Whoops, wrong thread. Dang phone.


----------



## Dextar (Sep 26, 2016)

Did you check the spark plug and the wire? When did you buy it? I'd be calling your dealer and getting warranty work done on it.


----------



## Ferret (Oct 4, 2016)

*Throtle up & down*

I've had the same problem with the same model. With mine it only happens sometimes. I'll shut it down and let it set for about 10 mins. . Then it restarts and runs fine. The dealer thought it was the gas cap, Replaced and still happened. Ariens thought it was the carb icing. Well, now that doesn't seem to be it.


----------



## stromr (Jul 20, 2016)

OK, here's my two cents. Hard to tell from your video but, if it's running like that at idle and you can smooth it out by giving it some choke it's got an idle screw/passage/jet plugged or partially plugged. If it's doing it at wide open throttle it's the high speed jetting.
Also, since these engines now have to meet EPA regs for exhaust emissions it may not run right because it's too warm this time of year.
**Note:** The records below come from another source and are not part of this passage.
//! Quads and N-Quads serialization.

use std::collections::BTreeSet;
use std::fmt::Write as _;
use std::path::Path;

use sha2::{Digest, Sha256};

use crate::vocab::{XSD_BOOLEAN, XSD_DECIMAL, XSD_INTEGER, XSD_STRING};

/// Object position of a quad.
#[derive(Debug, Clone, PartialEq, Eq, PartialOrd, Ord, Hash)]
pub enum Term {
    /// An IRI.
    Iri(String),
    /// A typed literal.
    Literal {
        /// Lexical form.
        value: String,
        /// Datatype IRI.
        datatype: String,
    },
}

impl Term {
    /// IRI term.
    #[must_use]
    pub fn iri(iri: impl Into<String>) -> Self {
        Self::Iri(iri.into())
    }

    /// `xsd:decimal` literal.
    #[must_use]
    pub fn decimal(value: f64) -> Self {
        Self::Literal {
            value: value.to_string(),
            datatype: XSD_DECIMAL.to_string(),
        }
    }

    /// `xsd:integer` literal.
    #[must_use]
    pub fn integer(value: u32) -> Self {
        Self::Literal {
            value: value.to_string(),
            datatype: XSD_INTEGER.to_string(),
        }
    }

    /// `xsd:boolean` literal.
    #[must_use]
    pub fn boolean(value: bool) -> Self {
        Self::Literal {
            value: value.to_string(),
            datatype: XSD_BOOLEAN.to_string(),
        }
    }

    /// `xsd:string` literal.
    #[must_use]
    pub fn string(value: impl Into<String>) -> Self {
        Self::Literal {
            value: value.into(),
            datatype: XSD_STRING.to_string(),
        }
    }
}

/// A subject-predicate-object-graph statement.
#[derive(Debug, Clone, PartialEq, Eq, PartialOrd, Ord, Hash)]
pub struct Quad {
    /// Subject IRI.
    pub subject: String,
    /// Predicate IRI.
    pub predicate: String,
    /// Object term.
    pub object: Term,
    /// Named graph IRI.
    pub graph: String,
}

impl Quad {
    /// One N-Quads line, without the trailing newline.
    #[must_use]
    pub fn to_nquad(&self) -> String {
        let object = match &self.object {
            Term::Iri(iri) => format!("<{}>", escape_iri(iri)),
            Term::Literal { value, datatype } => {
                format!("\"{}\"^^<{}>", escape_literal(value), escape_iri(datatype))
            }
        };
        format!(
            "<{}> <{}> {object} <{}> .",
            escape_iri(&self.subject),
            escape_iri(&self.predicate),
            escape_iri(&self.graph)
        )
    }
}

fn escape_literal(value: &str) -> String {
    let mut out = String::with_capacity(value.len());
    for c in value.chars() {
        match c {
            '\\' => out.push_str("\\\\"),
            '"' => out.push_str("\\\""),
            '\n' => out.push_str("\\n"),
            '\r' => out.push_str("\\r"),
            '\t' => out.push_str("\\t"),
            c => out.push(c),
        }
    }
    out
}

/// Replaces characters N-Quads forbids inside `<...>` with `\u` escapes.
fn escape_iri(iri: &str) -> String {
    let mut out = String::with_capacity(iri.len());
    for c in iri.chars() {
        if matches!(c, '<' | '>' | '"' | '{' | '}' | '|' | '^' | '`' | '\\') || c <= ' ' {
            let _ = write!(out, "\\u{:04X}", u32::from(c));
        } else {
            out.push(c);
        }
    }
    out
}

/// Percent-encodes an identifier for use as one IRI path segment.
#[must_use]
pub fn encode_segment(raw: &str) -> String {
    let mut out = String::with_capacity(raw.len());
    for byte in raw.bytes() {
        if byte.is_ascii_alphanumeric() || matches!(byte, b'-' | b'_' | b'.' | b'~') {
            out.push(char::from(byte));
        } else {
            let _ = write!(out, "%{byte:02X}");
        }
    }
    out
}

/// Mints `<base><kind>/<16 hex chars of sha256(parts)>`.
///
/// Parts are separated by a unit separator before hashing so `["ab", "c"]`
/// and `["a", "bc"]` mint different IRIs.
#[must_use]
pub fn mint(base: &str, kind: &str, parts: &[&str]) -> String {
    let mut hasher = Sha256::new();
    hasher.update(kind.as_bytes());
    for part in parts {
        hasher.update([0x1f_u8]);
        hasher.update(part.as_bytes());
    }
    let digest = hex::encode(hasher.finalize());
    format!("{base}{kind}/{}", &digest[..16])
}

/// Ordered, duplicate-free collection of quads.
#[derive(Debug, Clone, Default, PartialEq, Eq)]
pub struct QuadSet {
    quads: BTreeSet<Quad>,
}

impl QuadSet {
    /// Creates an empty set.
    #[must_use]
    pub const fn new() -> Self {
        Self {
            quads: BTreeSet::new(),
        }
    }

    /// Adds one statement.
    pub fn add(
        &mut self,
        subject: impl Into<String>,
        predicate: impl Into<String>,
        object: Term,
        graph: &str,
    ) {
        self.quads.insert(Quad {
            subject: subject.into(),
            predicate: predicate.into(),
            object,
            graph: graph.to_string(),
        });
    }

    /// Adds every quad of `other`.
    pub fn extend(&mut self, other: Self) {
        self.quads.extend(other.quads);
    }

    /// Quads in sorted order.
    pub fn iter(&self) -> impl Iterator<Item = &Quad> {
        self.quads.iter()
    }

    /// Number of quads.
    #[must_use]
    pub fn len(&self) -> usize {
        self.quads.len()
    }

    /// Whether the set is empty.
    #[must_use]
    pub fn is_empty(&self) -> bool {
        self.quads.is_empty()
    }

    /// Sorted N-Quads document.
    #[must_use]
    pub fn to_nquads(&self) -> String {
        let mut out = String::new();
        for quad in &self.quads {
            out.push_str(&quad.to_nquad());
            out.push('\n');
        }
        out
    }

    /// N-Quads documents of at most `batch_size` quads each.
    #[must_use]
    pub fn batches(&self, batch_size: usize) -> Vec<String> {
        let quads: Vec<&Quad> = self.quads.iter().collect();
        quads
            .chunks(batch_size.max(1))
            .map(|chunk| {
                let mut doc = String::new();
                for quad in chunk {
                    doc.push_str(&quad.to_nquad());
                    doc.push('\n');
                }
                doc
            })
            .collect()
    }

    /// Writes the N-Quads document to `path`.
    ///
    /// # Errors
    ///
    /// Returns [`std::io::Error`] if the file cannot be written.
    pub fn write_to(&self, path: &Path) -> std::io::Result<()> {
        std::fs::write(path, self.to_nquads())?;
        log::info!("Wrote {} quads to {}", self.len(), path.display());
        Ok(())
    }
}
Depending on where you live the elevation and time of year may make a difference. Think about where you live and where this engine was tuned at the factory.
If this blower is only a year old a slightly dirty but not plugged up carb can make a difference. Considering the virtually new condition of the machine I think I'd press the issue with the dealer. When these things leave the factory they're adjust within an inch of being too lean. Your area may need a richer condition.
Lastly, I would not do anything drastic until it's colder than a witches t*t and it surges up and down like this. Still the same problem but the cold weather is what you want to tune it for.


----------